Passion Raku

La technique du raku

Le raku

« Le bonheur est dans le hasard », traduit à merveille ce petit mot mystérieux…L’aspect aléatoire est en effet indissociable de la technique du raku. De nombreux paramètres liés au temps qu’il fait, au combustible utilisé et à bien d’autres encore, interfèrent dans le rendu final, après que les pièces ont subi, au sortir du four, les « épreuves » successives du choc thermique et de l’enfumage.

L'émaillage

Après la première cuisson (ou biscuitage) qui transforme l’argile en céramique, vient la phase d’émaillage. Préalablement à cette étape, je peux « réserver », (à l’aide de scotch ou de cire, par exemple), les zones que je ne souhaite pas émailler et qui au final, ressortiront noires. Ensuite, j’applique l’émail soit par trempage, soit au pinceau. Après quoi, je dispose mes pièces dans le four en prenant soin de les espacer suffisamment.

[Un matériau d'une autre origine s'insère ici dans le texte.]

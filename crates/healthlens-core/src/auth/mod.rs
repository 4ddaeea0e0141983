//! Mock authentication flows.
//!
//! No credential verification takes place anywhere: sign-in fabricates a
//! fixed account for the given email, sign-up accepts anything that passes
//! the two form checks, and social sign-in derives an account from the
//! provider name. What persistence there is goes through the `user` record.

mod password;

pub use password::*;

use thiserror::Error;

use crate::db::{Database, DbError};
use crate::models::UserAccount;

/// Display name attached to every plain sign-in.
const SIGN_IN_DISPLAY_NAME: &str = "John Doe";

/// Authentication errors.
#[derive(Error, Debug)]
pub enum AuthError {
    #[error("passwords do not match")]
    PasswordMismatch,

    #[error("terms of service not accepted")]
    TermsNotAccepted,

    #[error("storage error: {0}")]
    Storage(#[from] DbError),
}

impl AuthError {
    /// Message shown to the user. Storage failures are never differentiated
    /// by cause; they all degrade to a generic retry message.
    pub fn user_message(&self) -> &'static str {
        match self {
            AuthError::PasswordMismatch => "Passwords do not match.",
            AuthError::TermsNotAccepted => {
                "Please accept the Terms of Service and Privacy Policy."
            }
            AuthError::Storage(_) => "Registration failed. Please try again.",
        }
    }
}

pub type AuthResult<T> = Result<T, AuthError>;

/// Mock authenticator over the local store.
pub struct Authenticator<'a> {
    db: &'a Database,
}

impl<'a> Authenticator<'a> {
    /// Create a new authenticator.
    pub fn new(db: &'a Database) -> Self {
        Self { db }
    }

    /// Sign in with email and password.
    ///
    /// The password is accepted unchecked. The account is persisted only when
    /// `remember` is set.
    pub fn sign_in(&self, email: &str, _password: &str, remember: bool) -> AuthResult<UserAccount> {
        let account = UserAccount::new(SIGN_IN_DISPLAY_NAME.to_string(), email.to_string());

        if remember {
            self.db.save_user(&account)?;
        }

        tracing::info!("signed in as {}", account.email);
        Ok(account)
    }

    /// Create an account. Fails when the passwords differ or the terms were
    /// not accepted; always persists on success.
    pub fn sign_up(
        &self,
        name: &str,
        email: &str,
        password: &str,
        confirm_password: &str,
        accepted_terms: bool,
    ) -> AuthResult<UserAccount> {
        if password != confirm_password {
            return Err(AuthError::PasswordMismatch);
        }
        if !accepted_terms {
            return Err(AuthError::TermsNotAccepted);
        }

        let account = UserAccount::new(name.to_string(), email.to_string());
        self.db.save_user(&account)?;

        tracing::info!("registered {}", account.email);
        Ok(account)
    }

    /// Sign in through a social provider. Always persists.
    pub fn sign_in_with(&self, provider: &str) -> AuthResult<UserAccount> {
        let account = UserAccount::from_provider(provider);
        self.db.save_user(&account)?;

        tracing::info!("signed in via {}", provider);
        Ok(account)
    }

    /// Sign out: remove the persisted user record.
    pub fn sign_out(&self) -> AuthResult<()> {
        self.db.clear_user()?;
        Ok(())
    }

    /// Restore a remembered session from storage.
    ///
    /// A corrupt user record has already been discarded by the store layer by
    /// the time this returns; it reads as signed-out.
    pub fn restore_session(&self) -> AuthResult<Option<UserAccount>> {
        Ok(self.db.load_user()?)
    }
}

#[cfg(test)]
mod tests {
    use super::*;

    fn setup_db() -> Database {
        Database::open_in_memory().unwrap()
    }

    #[test]
    fn test_sign_in_without_remember() {
        let db = setup_db();
        let auth = Authenticator::new(&db);

        let account = auth.sign_in("jane@example.com", "hunter2", false).unwrap();
        assert_eq!(account.name, "John Doe");
        assert_eq!(account.email, "jane@example.com");

        // Nothing persisted
        assert!(auth.restore_session().unwrap().is_none());
    }

    #[test]
    fn test_sign_in_with_remember() {
        let db = setup_db();
        let auth = Authenticator::new(&db);

        let account = auth.sign_in("jane@example.com", "hunter2", true).unwrap();
        let restored = auth.restore_session().unwrap().unwrap();
        assert_eq!(restored, account);
    }

    #[test]
    fn test_sign_up_password_mismatch() {
        let db = setup_db();
        let auth = Authenticator::new(&db);

        let err = auth
            .sign_up("Jane", "jane@example.com", "abc", "abd", true)
            .unwrap_err();
        assert!(matches!(err, AuthError::PasswordMismatch));
        assert_eq!(err.user_message(), "Passwords do not match.");
    }

    #[test]
    fn test_sign_up_requires_terms() {
        let db = setup_db();
        let auth = Authenticator::new(&db);

        let err = auth
            .sign_up("Jane", "jane@example.com", "abc", "abc", false)
            .unwrap_err();
        assert!(matches!(err, AuthError::TermsNotAccepted));
    }

    #[test]
    fn test_sign_up_persists() {
        let db = setup_db();
        let auth = Authenticator::new(&db);

        let account = auth
            .sign_up("Jane", "jane@example.com", "abc", "abc", true)
            .unwrap();
        assert_eq!(account.name, "Jane");

        let restored = auth.restore_session().unwrap().unwrap();
        assert_eq!(restored.email, "jane@example.com");
    }

    #[test]
    fn test_social_sign_in() {
        let db = setup_db();
        let auth = Authenticator::new(&db);

        let account = auth.sign_in_with("google").unwrap();
        assert_eq!(account.provider, Some("google".into()));
        assert!(auth.restore_session().unwrap().is_some());
    }

    #[test]
    fn test_sign_out_clears_session() {
        let db = setup_db();
        let auth = Authenticator::new(&db);

        auth.sign_in("jane@example.com", "pw", true).unwrap();
        auth.sign_out().unwrap();
        assert!(auth.restore_session().unwrap().is_none());
    }
}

J’utilise en extérieur, un four à gaz (propane) qui dispose d’une régulation électronique.
Je programme la température et le temps, et c’est parti pour 2 heures de cuisson!
Une fois la température de 980° atteinte, lorsque l’émail est fondu, j’ouvre le four et je sors les pièces encore rougeoyantes à l’aide de pinces. Je les dépose ensuite quelques instants sur le sol.
C’est lors de cette étape qu’a lieu le choc thermique, qui fait craqueler et durcir l’émail.
Les pièces ayant ainsi un peu refroidi à l’air libre, je les saisis de nouveau à l’aide des pinces, pour les déposer dans un bac métallique  dont le fond

est tapissé de sciure de bois. Au contact des objets encore très chauds, celle-ci s’enflamme. Je rajoute alors de la sciure pour recouvrir le tout, et ferme le bac à l’aide d’un couvercle. C’est l’étape finale de la cuisson raku: l’enfumage. Pour éviter que la fumée ne s’échappe trop du récipient, j’enrobe celui-ci de linges mouillés.
Au bout d’un certain temps qui peut varier d’une à plusieurs heures, je sors les pièces du bac et procède alors à leur nettoyage. La fumée a pénétré dans les craquelures, et dans les zones non émaillées, les faisant ressortir noires. Je découvre  enfin avec émotion mes pièces terminées, et, le plus souvent, le hasard -du choc thermique, de l’enfumage- a bien fait les choses!

La cuisson

               Les pièces incandescentes à l’ouverture du four: l’émail est en fusion.

L'enfumage

L’émail a craquelé et durci, les pièces sont déposées dans la sciure.